The attackers are using legitimate sqlps[.]exe tools as a Living-Off-the-Land Binary (LOLBin). They’re executing recon commands and changing the SQL service’s start mode to LocalSystem using the sqlps[.]exe utility (a PowerShell wrapper for running SQL-built cmdlets). To get full control of the SQL server, the attackers utilize sqlps[.]exe to create a new account with the sysadmin role.
The SQLPS tool is included with Microsoft SQL Server and allows you to load SQL Server cmdlets (as a LOLBin), which allows you to run PowerShell commands without being detected, leading to file less persistence.
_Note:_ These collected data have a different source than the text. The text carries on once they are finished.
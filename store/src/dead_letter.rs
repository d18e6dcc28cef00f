//! Dead-letter store for messages that exhausted their delivery attempts.
//!
//! Provides persistent storage and management of queue messages that failed
//! processing after the bounded-retry cap. Enables observability, incident
//! response, and manual reprocessing workflows.

use chrono::{DateTime, Utc};
use orderflow_core::repository::{DeadLetterSink, StoreError};
use sqlx::{PgPool, Row};
use std::future::Future;
use std::pin::Pin;

/// Status of a dead-lettered message.
#[derive(Debug, Clone, Copy, PartialEq, Eq)]
pub enum DeadLetterStatus {
    /// Entry is pending investigation/reprocessing
    Pending,
    /// Entry was successfully reprocessed
    Resolved,
    /// Entry was permanently discarded (cannot be fixed)
    Discarded,
}

impl DeadLetterStatus {
    /// Database string representation.
    #[must_use]
    pub const fn as_str(self) -> &'static str {
        match self {
            Self::Pending => "pending",
            Self::Resolved => "resolved",
            Self::Discarded => "discarded",
        }
    }

    /// Parse a status from its database string.
    ///
    /// # Errors
    ///
    /// Returns [`StoreError::InvalidData`] if the string is not a known status.
    pub fn parse(s: &str) -> Result<Self, StoreError> {
        match s {
            "pending" => Ok(Self::Pending),
            "resolved" => Ok(Self::Resolved),
            "discarded" => Ok(Self::Discarded),
            _ => Err(StoreError::InvalidData(format!(
                "Invalid dead-letter status: {s}"
            ))),
        }
    }
}

/// A persisted dead-letter entry.
///
/// Carries the raw payload plus failure metadata for troubleshooting.
#[derive(Debug, Clone)]
pub struct DeadLetterEntry {
    /// Unique identifier for this entry
    pub id: i64,

    /// Order id, when the payload decoded far enough to know it
    pub order_id: Option<String>,

    /// The raw message payload as delivered
    pub payload: Vec<u8>,

    /// Error message from the final failure
    pub error_message: String,

    /// Number of delivery attempts before giving up
    pub attempts: i32,

    /// When the entry was recorded
    pub first_failed_at: DateTime<Utc>,

    /// Current status
    pub status: DeadLetterStatus,
}

/// `PostgreSQL`-based dead-letter store.
///
/// # Example
///
/// ```no_run
/// use orderflow_store::DeadLetterStore;
///
/// # async fn example(pool: sqlx::PgPool) -> Result<(), Box<dyn std::error::Error>> {
/// let dead_letters = DeadLetterStore::new(pool);
///
/// let pending = dead_letters.list_pending(100).await?;
/// println!("Pending failures: {}", pending.len());
/// # Ok(())
/// # }
/// ```
pub struct DeadLetterStore {
    pool: PgPool,
}

impl DeadLetterStore {
    /// Create a dead-letter store with the given connection pool.
    #[must_use]
    pub const fn new(pool: PgPool) -> Self {
        Self { pool }
    }

    /// List pending entries, oldest first.
    ///
    /// # Errors
    ///
    /// Returns [`StoreError::Database`] if the query fails.
    pub async fn list_pending(&self, limit: usize) -> Result<Vec<DeadLetterEntry>, StoreError> {
        #[allow(clippy::cast_possible_wrap)] // limit is a reasonable size
        let rows = sqlx::query(
            r"
            SELECT id, order_id, payload, error_message, attempts, first_failed_at, status
            FROM failed_orders
            WHERE status = 'pending'
            ORDER BY first_failed_at ASC
            LIMIT $1
            ",
        )
        .bind(limit as i64)
        .fetch_all(&self.pool)
        .await
        .map_err(|e| StoreError::Database(e.to_string()))?;

        rows.iter().map(Self::row_to_entry).collect()
    }

    /// Count of pending entries, for monitoring and health checks.
    ///
    /// # Errors
    ///
    /// Returns [`StoreError::Database`] if the query fails.
    pub async fn count_pending(&self) -> Result<i64, StoreError> {
        let (count,): (i64,) =
            sqlx::query_as("SELECT COUNT(*) FROM failed_orders WHERE status = 'pending'")
                .fetch_one(&self.pool)
                .await
                .map_err(|e| StoreError::Database(e.to_string()))?;

        Ok(count)
    }

    /// Mark an entry resolved after manual reprocessing.
    ///
    /// # Errors
    ///
    /// Returns [`StoreError::Database`] if the update fails.
    pub async fn mark_resolved(&self, id: i64) -> Result<(), StoreError> {
        sqlx::query("UPDATE failed_orders SET status = 'resolved' WHERE id = $1")
            .bind(id)
            .execute(&self.pool)
            .await
            .map_err(|e| StoreError::Database(e.to_string()))?;

        tracing::info!(dead_letter_id = id, "Dead-letter entry resolved");
        Ok(())
    }

    /// Mark an entry discarded (permanently failed).
    ///
    /// # Errors
    ///
    /// Returns [`StoreError::Database`] if the update fails.
    pub async fn mark_discarded(&self, id: i64) -> Result<(), StoreError> {
        sqlx::query("UPDATE failed_orders SET status = 'discarded' WHERE id = $1")
            .bind(id)
            .execute(&self.pool)
            .await
            .map_err(|e| StoreError::Database(e.to_string()))?;

        tracing::warn!(dead_letter_id = id, "Dead-letter entry discarded");
        Ok(())
    }

    fn row_to_entry(row: &sqlx::postgres::PgRow) -> Result<DeadLetterEntry, StoreError> {
        let status_str: String = row.get("status");
        Ok(DeadLetterEntry {
            id: row.get("id"),
            order_id: row.get("order_id"),
            payload: row.get("payload"),
            error_message: row.get("error_message"),
            attempts: row.get("attempts"),
            first_failed_at: row.get("first_failed_at"),
            status: DeadLetterStatus::parse(&status_str)?,
        })
    }
}

impl DeadLetterSink for DeadLetterStore {
    fn record(
        &self,
        order_id: Option<&str>,
        payload: &[u8],
        error: &str,
        attempts: i32,
    ) -> Pin<Box<dyn Future<Output = Result<(), StoreError>> + Send + '_>> {
        let order_id = order_id.map(ToString::to_string);
        let payload = payload.to_vec();
        let error = error.to_string();

        Box::pin(async move {
            let id: (i64,) = sqlx::query_as(
                r"
                INSERT INTO failed_orders (order_id, payload, error_message, attempts)
                VALUES ($1, $2, $3, $4)
                RETURNING id
                ",
            )
            .bind(&order_id)
            .bind(&payload)
            .bind(&error)
            .bind(attempts)
            .fetch_one(&self.pool)
            .await
            .map_err(|e| StoreError::Database(e.to_string()))?;

            tracing::warn!(
                dead_letter_id = id.0,
                order_id = order_id.as_deref().unwrap_or("<unknown>"),
                error = %error,
                attempts = attempts,
                "Message recorded in dead-letter store"
            );

            metrics::counter!("store.dead_letters.recorded").increment(1);
            Ok(())
        })
    }
}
Furthermore, SQLPS can avoid detection by bypassing Script Block Logging, a PowerShell feature that logs cmdlet operations to the Windows event log.
- Use a strong admin password that can’t be guessed or brute-forced easily and place the server behind a firewall
- Enable logging to monitor for the suspicious or unexpected activity or recurring login attempts
- apply the latest security updates to decrease the attack surface and block attacks leveraging exploits that target known vulnerabilities
- To prevent data exfiltration by malware or TAs, keep an eye on the beacon at the network level.
Administrators must not expose their MSSQL servers to the Internet, use a strong admin password that cannot be guessed or brute-forced, and place the server behind a firewall to protect against such attacks.